> Work order:
Scan the records that follow, and whenever a line has the word "starts", copy it.

Saved entries:

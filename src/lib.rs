//! Conversions between calendars.
//!
//! Every date is a moment on a single continuous day count, the [`RataDie`], and each
//! calendar knows how to map that count to and from its own year, month and day. The
//! Gregorian, Julian, Coptic, Ethiopic, Hebrew, Islamic civil, Persian and Thai solar
//! calendars are arithmetic; the astronomical Persian and Han calendars compute the sun
//! and moon with an [`Astro`] engine built from a table of coefficients.
//!
//! ```no_run
//! use calendrical::{CalendarKind, CalendarRegistry, DateBuilder, DateParams};
//!
//! let registry = CalendarRegistry::with_builtin(calendrical::Astro::shared().ok());
//! let mut fields = DateBuilder::new();
//! fields.year(2024).month(2).day(10);
//! let date = registry.create("gregorian", &DateParams::fields(fields))?;
//! let han = date.convert(CalendarKind::Han, None)?;
//! println!("{}", han);
//! # Ok::<(), calendrical::Error>(())
//! ```

pub use astro::{Astro, CoefficientTable};
pub use calendar::{
    Calendar, CalendarKind, CalendarPolicy, Coptic, Ethiopic, Gregorian, Han, Hebrew, Islamic,
    Julian, Persian, PersianAlgorithmic, ThaiSolar,
};
pub use date::{Date, DateBuilder, DateFields};
pub use error::{Error, Result};
pub use math::RoundingMode;
pub use rata_die::{JulianDay, RataDie};
pub use registry::{CalendarDate, CalendarRegistry, DateParams, DateSource};
#[cfg(unix)]
pub use timezone::SystemLocal;
pub use timezone::{FixedOffset, TimeZone, ZoneInfo};

pub mod astro;
pub mod calendar;
mod date;
mod error;
pub mod math;
pub mod rata_die;
mod registry;
pub mod search;
pub mod timezone;
//! The Chinese (Han) lunisolar calendar.
//!
//! Months start on the day of a new moon in China, and years on the second (rarely the
//! third) new moon after the winter solstice. A year that spans 13 new moons gets a leap
//! month: the first month of the solstice-to-solstice period (the sui) that contains no
//! major solar term.
//!
//! Years are counted as elapsed years, `60 * cycle + year_in_cycle`; 2024 is year 41 of
//! cycle 78, elapsed year 4721. Months are ordinal within the year, 1 through 12 or 13. The
//! traditional month number and leap flag come from [`Han::month_name`].

use tracing::trace;

use super::gregorian;
use super::{Calendar, CalendarKind, CalendarPolicy};
use crate::astro::{Astro, MEAN_SYNODIC_MONTH, MEAN_TROPICAL_YEAR};
use crate::math::Modulo;
use crate::rata_die::GREGORIAN_EPOCH;

/// Fixed day of the legendary start of the calendar, -2636-02-15 Gregorian.
pub const CHINESE_EPOCH: i64 = -963_099;

/// Years in a sexagenary cycle.
pub const CYCLE_YEARS: i64 = 60;

// Difference between the elapsed year and the Gregorian year it mostly overlaps.
const ELAPSED_YEAR_OFFSET: i64 = 2697;

// The epoch falls on the first year of the second cycle of the elapsed year count.
const EPOCH_ELAPSED_YEAR: i64 = CYCLE_YEARS + 1;

const WINTER: f64 = 270.0;

/// Split an elapsed year into its sexagenary cycle and the 1-based year within it.
pub fn cycle_and_year(elapsed_year: i64) -> (i64, i64) {
    (
        (elapsed_year - 1).div_euclid(CYCLE_YEARS),
        elapsed_year.amod(CYCLE_YEARS),
    )
}

pub fn elapsed_year(cycle: i64, year_in_cycle: i64) -> i64 {
    CYCLE_YEARS * cycle + year_in_cycle
}

/// The elapsed year that starts in the given Gregorian year.
pub fn elapsed_year_from_gregorian(gregorian_year: i64) -> i64 {
    gregorian_year + ELAPSED_YEAR_OFFSET
}

#[derive(Clone, Debug)]
pub struct Han {
    astro: Astro,
}

impl Han {
    pub fn new(astro: Astro) -> Self {
        Han { astro }
    }

    pub fn astro(&self) -> &Astro {
        &self.astro
    }

    // Offset of Chinese standard time from UT, in days. Before 1929 the calendar used the
    // local mean time of Beijing.
    fn zone(jd: f64) -> f64 {
        let fixed = (jd - GREGORIAN_EPOCH).floor() as i64;
        if gregorian::year_from_fixed(fixed) >= 1929 {
            8.0 / 24.0
        } else {
            1397.0 / 180.0 / 24.0
        }
    }

    // Julian Day of the midnight that starts a fixed day in China.
    fn midnight_in_china(fixed: i64) -> f64 {
        let jd = fixed as f64 + GREGORIAN_EPOCH;
        jd - Self::zone(jd)
    }

    // The fixed day in China a moment falls on.
    fn chinese_day(jd: f64) -> i64 {
        (jd - GREGORIAN_EPOCH + Self::zone(jd)).floor() as i64
    }

    fn solstice_day(&self, gregorian_year: i64) -> i64 {
        let december =
            Self::midnight_in_china(gregorian::fixed_from_gregorian(gregorian_year, 12, 1));
        Self::chinese_day(self.astro.next_solar_longitude(december, WINTER))
    }

    /// Fixed day in China of the last winter solstice at or before `fixed`.
    pub fn winter_solstice_on_or_before(&self, fixed: i64) -> i64 {
        let year = gregorian::year_from_fixed(fixed);
        let solstice = self.solstice_day(year);
        if solstice <= fixed {
            solstice
        } else {
            self.solstice_day(year - 1)
        }
    }

    /// First day of a lunar month at or after `fixed`.
    pub fn new_moon_on_or_after(&self, fixed: i64) -> i64 {
        Self::chinese_day(self.astro.new_moon_at_or_after(Self::midnight_in_china(fixed)))
    }

    /// First day of the lunar month before the one that starts at or after `fixed`.
    pub fn new_moon_before(&self, fixed: i64) -> i64 {
        Self::chinese_day(self.astro.new_moon_before(Self::midnight_in_china(fixed)))
    }

    /// The major solar term in effect at the start of `fixed`, 1 through 12.
    pub fn current_major_solar_term(&self, fixed: i64) -> u32 {
        let longitude = self.astro.solar_longitude(Self::midnight_in_china(fixed));
        (2 + (longitude / 30.0).floor() as i64).amod(12) as u32
    }

    /// Whether the lunar month starting on `month_start` passes no major solar term.
    fn has_no_major_solar_term(&self, month_start: i64) -> bool {
        self.current_major_solar_term(month_start)
            == self.current_major_solar_term(self.new_moon_on_or_after(month_start + 1))
    }

    // Whether there is a leap month between the months starting on `start` and `month`,
    // both included.
    fn has_prior_leap_month(&self, start: i64, mut month: i64) -> bool {
        loop {
            if month < start {
                return false;
            }
            if self.has_no_major_solar_term(month) {
                return true;
            }
            month = self.new_moon_before(month);
        }
    }

    // New year of the sui containing `fixed`.
    fn new_year_in_sui(&self, fixed: i64) -> i64 {
        let s1 = self.winter_solstice_on_or_before(fixed);
        let s2 = self.winter_solstice_on_or_before(s1 + 370);
        let m12 = self.new_moon_on_or_after(s1 + 1);
        let m13 = self.new_moon_on_or_after(m12 + 1);
        let next_m11 = self.new_moon_before(s2 + 1);
        let leap_sui = lunations(m12, next_m11) == 12;
        if leap_sui && (self.has_no_major_solar_term(m12) || self.has_no_major_solar_term(m13)) {
            self.new_moon_on_or_after(m13 + 1)
        } else {
            m13
        }
    }

    /// Fixed day of the last Chinese new year at or before `fixed`.
    pub fn new_year_on_or_before(&self, fixed: i64) -> i64 {
        let new_year = self.new_year_in_sui(fixed);
        if fixed >= new_year {
            new_year
        } else {
            self.new_year_in_sui(fixed - 180)
        }
    }

    /// Fixed day of the first day of an elapsed year.
    pub fn new_year(&self, elapsed_year: i64) -> i64 {
        let years = (elapsed_year - EPOCH_ELAPSED_YEAR) as f64 + 0.5;
        let mid_year = (CHINESE_EPOCH as f64 + years * MEAN_TROPICAL_YEAR).floor() as i64;
        self.new_year_on_or_before(mid_year)
    }

    fn elapsed_year_of_new_year(new_year: i64) -> i64 {
        ((new_year - CHINESE_EPOCH) as f64 / MEAN_TROPICAL_YEAR).round() as i64
            + EPOCH_ELAPSED_YEAR
    }

    /// First day of ordinal month `month` of an elapsed year.
    pub fn month_start(&self, elapsed_year: i64, month: u32) -> i64 {
        let new_year = self.new_year(elapsed_year);
        self.new_moon_on_or_after(new_year + (month as i64 - 1) * 29)
    }

    /// Traditional month number (1 through 12) of the month starting on `month_start`, and
    /// whether it is a leap month.
    pub fn month_name(&self, month_start: i64) -> (u32, bool) {
        let s1 = self.winter_solstice_on_or_before(month_start);
        let s2 = self.winter_solstice_on_or_before(s1 + 370);
        let m12 = self.new_moon_on_or_after(s1 + 1);
        let next_m11 = self.new_moon_before(s2 + 1);
        let leap_sui = lunations(m12, next_m11) == 12;
        let adjustment = if leap_sui && self.has_prior_leap_month(m12, month_start) {
            1
        } else {
            0
        };
        let month = (lunations(m12, month_start) - adjustment).amod(12) as u32;
        let leap = leap_sui
            && self.has_no_major_solar_term(month_start)
            && !self.has_prior_leap_month(m12, self.new_moon_before(month_start));
        (month, leap)
    }

    /// Ordinal of the leap month of an elapsed year, if it has one.
    pub fn leap_month(&self, elapsed_year: i64) -> Option<u32> {
        if !self.is_leap_year(elapsed_year) {
            return None;
        }
        let leap = (1..=13).find(|&month| self.month_name(self.month_start(elapsed_year, month)).1);
        trace!(elapsed_year, ?leap, "leap month");
        leap
    }
}

// Whole lunations between two new moons.
fn lunations(from: i64, to: i64) -> i64 {
    ((to - from) as f64 / MEAN_SYNODIC_MONTH).round() as i64
}

impl CalendarPolicy for Han {
    fn kind(&self) -> CalendarKind {
        CalendarKind::Han
    }

    fn num_months(&self, year: i64) -> u32 {
        lunations(self.new_year(year), self.new_year(year + 1)) as u32
    }

    fn month_length(&self, month: u32, year: i64) -> u32 {
        let months = self.num_months(year);
        if month < 1 || month > months {
            return 0;
        }
        let end = if month == months {
            self.new_year(year + 1)
        } else {
            self.month_start(year, month + 1)
        };
        (end - self.month_start(year, month)) as u32
    }

    fn is_leap_year(&self, year: i64) -> bool {
        self.num_months(year) == 13
    }

    fn days_in_year(&self, year: i64) -> u32 {
        (self.new_year(year + 1) - self.new_year(year)) as u32
    }
}

impl Calendar for Han {
    const EPOCH: f64 = 758_325.5;

    fn fixed_from_date(&self, year: i64, month: u32, day: u32) -> i64 {
        self.month_start(year, month) + day as i64 - 1
    }

    fn date_from_fixed(&self, fixed: i64) -> (i64, u32, u32) {
        let new_year = self.new_year_on_or_before(fixed);
        let year = Self::elapsed_year_of_new_year(new_year);
        let month_start = self.new_moon_before(fixed + 1);
        let month = lunations(new_year, month_start) as u32 + 1;
        (year, month, (fixed - month_start + 1) as u32)
    }

    fn new_year(&self, year: i64) -> i64 {
        Han::new_year(self, year)
    }
}

#[cfg(test)]
mod tests {
    use super::*;
    use crate::calendar::gregorian::{fixed_from_gregorian, gregorian_from_fixed};
    use proptest::prelude::*;

    fn han() -> Han {
        Han::new(Astro::shared().unwrap())
    }

    #[test]
    fn test_cycles() {
        assert_eq!(cycle_and_year(4721), (78, 41));
        assert_eq!(elapsed_year(78, 41), 4721);
        assert_eq!(cycle_and_year(4740), (78, 60));
        assert_eq!(cycle_and_year(4741), (79, 1));
        assert_eq!(elapsed_year_from_gregorian(2024), 4721);
    }

    #[test]
    fn test_new_year() {
        let han = han();
        assert_eq!(gregorian_from_fixed(han.new_year(4697)), (2000, 2, 5));
        assert_eq!(gregorian_from_fixed(han.new_year(4714)), (2017, 1, 28));
        assert_eq!(gregorian_from_fixed(han.new_year(4720)), (2023, 1, 22));
        assert_eq!(gregorian_from_fixed(han.new_year(4721)), (2024, 2, 10));
        assert_eq!(Han::elapsed_year_of_new_year(han.new_year(4721)), 4721);
    }

    #[test]
    fn test_solstice_and_new_moons() {
        let han = han();
        let jan1 = fixed_from_gregorian(2024, 1, 1);
        assert_eq!(
            gregorian_from_fixed(han.winter_solstice_on_or_before(jan1)),
            (2023, 12, 22)
        );
        assert_eq!(gregorian_from_fixed(han.new_moon_on_or_after(jan1)), (2024, 1, 11));
        assert_eq!(gregorian_from_fixed(han.new_moon_before(jan1)), (2023, 12, 13));
    }

    #[test]
    fn test_leap_months() {
        let han = han();
        // 2017 had a leap sixth month, 2020 a leap fourth, 2023 a leap second.
        assert_eq!(han.leap_month(4714), Some(7));
        assert_eq!(han.leap_month(4717), Some(5));
        assert_eq!(han.leap_month(4720), Some(3));
        assert_eq!(han.month_name(han.month_start(4714, 7)), (6, true));
        assert_eq!(han.month_name(han.month_start(4714, 8)), (7, false));
        assert_eq!(gregorian_from_fixed(han.month_start(4714, 7)), (2017, 7, 23));
    }

    #[test]
    fn test_leap_month_consistent_with_leap_year() {
        let han = han();
        for year in [4697, 4714, 4721] {
            assert_eq!(han.is_leap_year(year), han.leap_month(year).is_some());
            assert_eq!(han.num_months(year), if han.is_leap_year(year) { 13 } else { 12 });
        }
    }

    #[test]
    fn test_conversions() {
        let han = han();
        assert_eq!(han.date_from_fixed(fixed_from_gregorian(2017, 7, 23)), (4714, 7, 1));
        // The eleventh month of 2023, which had a leap month earlier in the year.
        let (year, month, day) = han.date_from_fixed(fixed_from_gregorian(2024, 1, 1));
        assert_eq!((year, month, day), (4720, 12, 20));
        assert_eq!(han.month_name(han.month_start(year, month)), (11, false));
        assert_eq!(han.fixed_from_date(4720, 12, 20), fixed_from_gregorian(2024, 1, 1));
        assert_eq!(han.date_from_fixed(fixed_from_gregorian(2024, 2, 10)), (4721, 1, 1));
    }

    #[test]
    fn test_month_lengths() {
        let han = han();
        let total: u32 = (1..=13).map(|m| han.month_length(m, 4714)).sum();
        assert_eq!(total, han.days_in_year(4714));
        assert_eq!(han.month_length(13, 4721), 0);
        for month in 1..=12 {
            assert!((29..=30).contains(&han.month_length(month, 4721)));
        }
    }

    proptest! {
        #![proptest_config(ProptestConfig::with_cases(8))]

        #[test]
        fn round_trip(fixed in 700_000i64..760_000) {
            let han = han();
            let (year, month, day) = han.date_from_fixed(fixed);
            prop_assert!(day >= 1 && day <= 30);
            prop_assert_eq!(han.fixed_from_date(year, month, day), fixed);
        }
    }
}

> Result of the exercise:
/// The elapsed year that starts in the given Gregorian year.
    // Julian Day of the midnight that starts a fixed day in China.
    /// First day of the lunar month before the one that starts at or after `fixed`.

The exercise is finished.